En Allemagne, le terme de culture est lié au sentiment d’orgueil national, il désigne les réalisations intellectuelles ou artistiques et est opposé au terme de civilisation qui désigne, quant à lui, un comportement. En France, au contraire, l’opposition entre les deux termes est beaucoup moins marquée et la culture comme la civilisation renvoie d’avantage à un processus qui concerne l’humanité tout entière engagée sur la voie de la civilisation qu’aux réalisations d’un seul pays. Norbert Elias va chercher à comprendre la genèse de ces concepts dans une perspective sociologique.
L’antithèse culture-civilisation allemande, qui date de la fin du XVIIIe siècle, est à rapporter à l’opposition entre l’intelligentsia de la classe moyenne allemande et la société de cour. La classe moyenne allemande est alors complètement exclue du pouvoir et des prises de décisions politiques, mais rêve de faire, autour d’elle, l’unité allemande. De son côté, la noblesse n’est pas unifiée et ne constitue donc pas un modèle à imiter et est fortement imprégnée de culture française (la noblesse allemande parle et lit en français et dénigre la langue allemande). Ces deux classes sont rigoureusement séparées puisqu’il n’existe pas d’anoblissement par l’argent.

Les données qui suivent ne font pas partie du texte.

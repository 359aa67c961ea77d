#![cfg_attr(all(not(debug_assertions), not(test)), deny(warnings))]
#![cfg_attr(
    all(not(debug_assertions), not(test)),
    deny(clippy::all, clippy::pedantic, clippy::nursery)
)]
#![allow(clippy::module_name_repetitions, clippy::missing_errors_doc)]
//! Config schema for the machines client.
//!
//! - `Config` and sub-structs are deserialized from TOML and validated.
//! - Every section is optional; a missing file means defaults everywhere.
use serde::Deserialize;
use std::path::{Path, PathBuf};

/// Backend address the original deployment shipped with.
pub const DEFAULT_BACKEND_URL: &str = "http://192.168.113.215:8080";

#[derive(Debug, Deserialize, Clone)]
#[serde(default)]
pub struct Api {
    /// Base URL of the machines backend (http or https).
    pub backend_url: String,
    /// Whole-request timeout in milliseconds.
    pub timeout_ms: u64,
    /// Re-read the machine after a successful command instead of trusting
    /// the optimistic local update alone.
    pub refresh_after_command: bool,
}

impl Default for Api {
    fn default() -> Self {
        Self {
            backend_url: DEFAULT_BACKEND_URL.to_string(),
            timeout_ms: 5000,
            refresh_after_command: false,
        }
    }
}

#[derive(Debug, Deserialize, Clone)]
#[serde(default)]
pub struct Session {
    /// Where the session token is kept between invocations.
    pub token_file: PathBuf,
}

impl Default for Session {
    fn default() -> Self {
        Self {
            token_file: PathBuf::from(".machines/token"),
        }
    }
}

#[derive(Debug, Deserialize, Default, Clone)]
#[serde(default)]
pub struct Logging {
    pub file: Option<String>,  // path to .log (JSON lines)
    pub level: Option<String>, // "info","debug"
    /// Log rotation policy: "never" | "daily" | "hourly" (default: never)
    pub rotation: Option<String>,
}

#[derive(Debug, Deserialize, Default, Clone)]
#[serde(default)]
pub struct Config {
    pub api: Api,
    pub session: Session,
    pub logging: Logging,
}

pub fn load_toml(s: &str) -> Result<Config, toml::de::Error> {
    toml::from_str::<Config>(s)
}

/// Read and parse `path`; a missing file yields the default config.
pub fn load_file(path: &Path) -> eyre::Result<Config> {
    if !path.exists() {
        return Ok(Config::default());
    }
    let text = std::fs::read_to_string(path)
        .map_err(|e| eyre::eyre!("read config {}: {}", path.display(), e))?;
    load_toml(&text).map_err(|e| eyre::eyre!("invalid configuration in {}: {}", path.display(), e))
}

impl Config {
    pub fn validate(&self) -> eyre::Result<()> {
        // Api
        if self.api.backend_url.trim().is_empty() {
            eyre::bail!("api.backend_url must not be empty");
        }
        let url = url::Url::parse(&self.api.backend_url)
            .map_err(|e| eyre::eyre!("api.backend_url is not a valid URL: {e}"))?;
        if !matches!(url.scheme(), "http" | "https") {
            eyre::bail!("api.backend_url must use http or https");
        }
        if url.query().is_some() || url.fragment().is_some() {
            eyre::bail!("api.backend_url must not carry a query or fragment");
        }
        if self.api.timeout_ms == 0 {
            eyre::bail!("api.timeout_ms must be >= 1");
        }
        if self.api.timeout_ms > 10 * 60 * 1000 {
            eyre::bail!("api.timeout_ms is unreasonably large (>10min)");
        }

        // Session
        if self.session.token_file.as_os_str().is_empty() {
            eyre::bail!("session.token_file must not be empty");
        }

        // Logging
        if let Some(level) = &self.logging.level
            && !matches!(
                level.to_ascii_lowercase().as_str(),
                "error" | "warn" | "info" | "debug" | "trace"
            )
        {
            eyre::bail!("logging.level must be one of error|warn|info|debug|trace");
        }
        if let Some(rotation) = &self.logging.rotation
            && !matches!(rotation.as_str(), "never" | "daily" | "hourly")
        {
            eyre::bail!("logging.rotation must be one of never|daily|hourly");
        }

        Ok(())
    }
}

#[cfg(test)]
mod tests {
    use super::*;

    #[test]
    fn empty_document_is_all_defaults() {
        let cfg = load_toml("").unwrap();
        assert_eq!(cfg.api.backend_url, DEFAULT_BACKEND_URL);
        assert_eq!(cfg.api.timeout_ms, 5000);
        assert!(!cfg.api.refresh_after_command);
        assert_eq!(cfg.session.token_file, PathBuf::from(".machines/token"));
        cfg.validate().unwrap();
    }

    #[test]
    fn unknown_rotation_is_rejected() {
        let cfg = load_toml("[logging]\nrotation = \"weekly\"\n").unwrap();
        let err = cfg.validate().unwrap_err();
        assert!(err.to_string().contains("logging.rotation"));
    }
}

Dans son opposition avec cette noblesse, les intellectuels de la classe moyenne vont mettre en avant les propres qualités qu’ils s’attribuent : le sérieux, la rigueur, la vertu, le sentiment national qui s’incarnent dans des réalisations artistiques, littéraires ou scientifiques, ce qu’ils appelleront la culture et les présenter comme caractéristiques du peuple allemand. Dans le même temps, ils vont dénigrer ce qui, à leurs yeux, est propre à l’aristocratie : la superficialité, le cérémonial et les bonnes manières qui ne constituent qu’un vernis trompeur, la civilisation. La bourgeoisie allemande ne peut, en effet, pas situer son opposition à la noblesse sur un terrain politique puisqu’elle ne dispose pas d’assise.
La situation de la bourgeoisie allemande va se transformer lentement jusqu’à ce que celle-ci devienne le porte-parole de la conscience nationale puis la classe dominante. Mais, la bourgeoisie ne va pas pour autant abandonner le mode de raisonnement qui était le sien : l’antithèse sociale va se transformer en antithèse nationale. Ce processus est facilité par le fait que la civilisation a toujours été associée à la vie française, modèle des sociétés de cour allemandes. Ainsi, les caractères que s’attribuait la bourgeoisie vont devenir des traits considérés comme allemands tandis que les défauts attribués jusqu’alors à l’aristocratie seront considérés comme propres aux autres pays européens et en particulier à la France.